The CEMIPP Group was originally established in 2016 at the behest of the Department of Health and Social Care in the wake of delays of the Joint Committee on Vaccination and Immunisation (JCVI) recommending the meningitis B vaccine for use in the NHS and a public outcry over the death of a two-year-old girl who contracted meningitis B after being assessed as too old to be eligible for receipt of the appropriate vaccine under the state system. Mandated to review whether prevailing techniques for appraising vaccination programs remain appropriate, its experts put forward recommendations that could restrict access to vaccines.
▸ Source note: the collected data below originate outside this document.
use std::{collections::BTreeSet, str::FromStr};

use chrono::NaiveDate;

use crate::{
    core::benchmark::Country,
    prelude::*,
    quantity::{cost::Cost, energy::KilowattHours, power::Kilowatts},
};

/// Immutable tracker configuration for one run.
///
/// Structural changes (quota on/off, battery entities, benchmark on/off) rebuild the
/// monitored-entity set, which means restarting the process with new flags.
pub struct TrackerConfig {
    pub pv_production_entity: String,
    pub grid_export_entity: Option<String>,
    pub grid_import_entity: Option<String>,
    pub consumption_entity: Option<String>,

    pub prices: PriceConfig,
    pub investment: InvestmentConfig,
    pub quota: Option<QuotaConfig>,
    pub battery: BatteryConfig,
    pub benchmark: Option<BenchmarkConfig>,
    pub strings: Vec<StringConfig>,
}

impl TrackerConfig {
    /// Every entity the tracker wants change notifications for.
    pub fn monitored_entities(&self) -> BTreeSet<&str> {
        let mut entities = BTreeSet::new();
        entities.insert(self.pv_production_entity.as_str());
        entities.extend(self.grid_export_entity.as_deref());
        entities.extend(self.grid_import_entity.as_deref());
        entities.extend(self.consumption_entity.as_deref());
        entities.extend(self.prices.import_price_entity.as_deref());
        entities.extend(self.prices.feed_in_tariff_entity.as_deref());
        entities.extend(self.battery.soc_entity.as_deref());
        entities.extend(self.battery.charge_entity.as_deref());
        entities.extend(self.battery.discharge_entity.as_deref());
        if let Some(benchmark) = &self.benchmark {
            entities.extend(benchmark.heat_pump_entity.as_deref());
        }
        for string in &self.strings {
            entities.insert(string.energy_entity.as_str());
            entities.extend(string.power_entity.as_deref());
        }
        entities
    }

    pub fn heat_pump_entity(&self) -> Option<&str> {
        self.benchmark.as_ref().and_then(|benchmark| benchmark.heat_pump_entity.as_deref())
    }

    pub fn is_string_energy(&self, entity_id: &str) -> bool {
        self.strings.iter().any(|string| string.energy_entity == entity_id)
    }

    pub fn is_string_power(&self, entity_id: &str) -> bool {
        self.strings.iter().any(|string| string.power_entity.as_deref() == Some(entity_id))
    }
}

/// Currency unit of a statically configured price.
#[derive(Copy, Clone, Debug, Eq, PartialEq, clap::ValueEnum)]
pub enum PriceUnit {
    /// Major unit: euro per kilowatt-hour.
    Eur,
    /// Minor unit: cent per kilowatt-hour.
    Cent,
}

pub struct PriceConfig {
    /// Static net import price, expressed in [`PriceConfig::import_price_unit`].
    pub import_price: f64,
    pub import_price_unit: PriceUnit,
    pub import_price_entity: Option<String>,

    /// Static feed-in tariff, expressed in [`PriceConfig::feed_in_tariff_unit`].
    pub feed_in_tariff: f64,
    pub feed_in_tariff_unit: PriceUnit,
    pub feed_in_tariff_entity: Option<String>,

    /// Gross price = net price × markup (grid fees, levies, VAT).
    pub markup_factor: f64,
}

pub struct InvestmentConfig {
    pub installation_cost: Cost,
    pub installation_date: Option<NaiveDate>,

    /// Savings accumulated before tracking started.
    pub savings_offset: Cost,
    /// Self-consumed energy before tracking started.
    pub energy_offset_self: KilowattHours,
    /// Exported energy before tracking started.
    pub energy_offset_export: KilowattHours,
}

pub struct QuotaConfig {
    pub yearly_budget: KilowattHours,
    pub start_date: Option<NaiveDate>,
    /// Import meter reading at the start of the quota period. Zero means
    /// "capture automatically from the first reading on or after the start date".
    pub start_meter: KilowattHours,
    pub monthly_rate: Cost,
}

#[derive(Default)]
pub struct BatteryConfig {
    pub soc_entity: Option<String>,
    pub charge_entity: Option<String>,
    pub discharge_entity: Option<String>,
    pub capacity: KilowattHours,
}

impl BatteryConfig {
    pub const fn is_configured(&self) -> bool {
        self.soc_entity.is_some() || self.charge_entity.is_some() || self.discharge_entity.is_some()
    }
}

pub struct BenchmarkConfig {
    pub household_size: u8,
    pub country: Country,
    pub heat_pump: bool,
    pub heat_pump_entity: Option<String>,
}

/// One photovoltaic string: `name:energy_entity[:power_entity[:rated_kwp]]`.
#[derive(Clone, Debug, Eq, PartialEq)]
pub struct StringConfig {
    pub name: String,
    pub energy_entity: String,
    pub power_entity: Option<String>,
    pub rated_capacity: Option<Kilowatts>,
}

impl FromStr for StringConfig {
    type Err = Error;

    fn from_str(value: &str) -> Result<Self> {
        let mut parts = value.splitn(4, ':');
        let name = parts.next().unwrap_or_default().trim();
        let energy_entity = parts.next().unwrap_or_default().trim();
        ensure!(!name.is_empty(), "string name must not be empty in `{value}`");
        ensure!(!energy_entity.is_empty(), "string energy entity must not be empty in `{value}`");
        let power_entity = parts.next().map(str::trim).filter(|part| !part.is_empty());
        let rated_capacity = parts
            .next()
            .map(str::trim)
            .filter(|part| !part.is_empty())
            .map(Kilowatts::from_str)
            .transpose()
            .with_context(|| format!("invalid rated capacity in `{value}`"))?;
        Ok(Self {
            name: name.to_string(),
            energy_entity: energy_entity.to_string(),
            power_entity: power_entity.map(ToString::to_string),
            rated_capacity,
        })
    }
}

#[cfg(test)]
mod tests {
    use super::*;

    #[test]
    fn parse_string_config_full() -> Result {
        let config: StringConfig = "South:sensor.pv_south_energy:sensor.pv_south_power:5.2".parse()?;
        assert_eq!(config.name, "South");
        assert_eq!(config.energy_entity, "sensor.pv_south_energy");
        assert_eq!(config.power_entity.as_deref(), Some("sensor.pv_south_power"));
        assert_eq!(config.rated_capacity, Some(Kilowatts(5.2)));
        Ok(())
    }

    #[test]
    fn parse_string_config_energy_only() -> Result {
        let config: StringConfig = "East:sensor.pv_east_energy".parse()?;
        assert_eq!(config.power_entity, None);
        assert_eq!(config.rated_capacity, None);
        Ok(())
    }

    #[test]
    fn parse_string_config_capacity_without_power() -> Result {
        let config: StringConfig = "West:sensor.pv_west_energy::7.5".parse()?;
        assert_eq!(config.power_entity, None);
        assert_eq!(config.rated_capacity, Some(Kilowatts(7.5)));
        Ok(())
    }

    #[test]
    fn parse_string_config_rejects_missing_entity() {
        assert!("Nameless".parse::<StringConfig>().is_err());
    }
}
They are, for example, advocating a lowering the cost-effectiveness threshold from GBP 20,000 per quality-adjusted life year (QALY) to a mere GBP 15,000 in a bid to force down the price the public health system pays for any vaccine, and, in doing so, risk an outcome in which expensive vaccines, irrespective of their desirability in meeting public health needs, may be denied approval.
“The irony in all of this is that the Group was set up because an unprecedented 820,000 members of the public petitioned parliament for changes to the rules because they wanted wider access to vaccines, and yet the reforms being proposed would most likely achieve precisely the opposite effect,” exclaims the ABPI’s value and access director, Paul Catchpole.
“The UK currently has a world-leading immunization program so we must be very careful not to jeopardize this… Moreover when you consider that, globally, there are some 270 exciting new vaccines under development at the moment that will soon be coming out of the pipeline and can be deployed not only to prevent infectious disease, but also serve as treatment pathways to stimulate the immune system to target diseased cells in conditions like cancers and Alzheimer’s, then we want to be doing all we can to increase uptake, not dampen it,” he argues.
Richard Torbett concurs. “There’s a tendency to underestimate the enormous underlying value of vaccines. The chief medical officer recently calculated that they generate some GBP 6.6 billion of savings every year, which means they constitute an incredibly clinically cost-effective treatment pathway. Moreover it’s difficult to capture the full extent of the benefits when so much of what they do is about preventing the contraction of a disease in the first place. Along with clean water, vaccines can truly be considered one of the most effective health interventions out there and, in this day and age, when there is so much concern over the inappropriate use of antibiotics and the rise of antimicrobial resistance, vaccines take on ever-greater importance. Thus this is an industry that must be cherished and nurtured,” he concludes.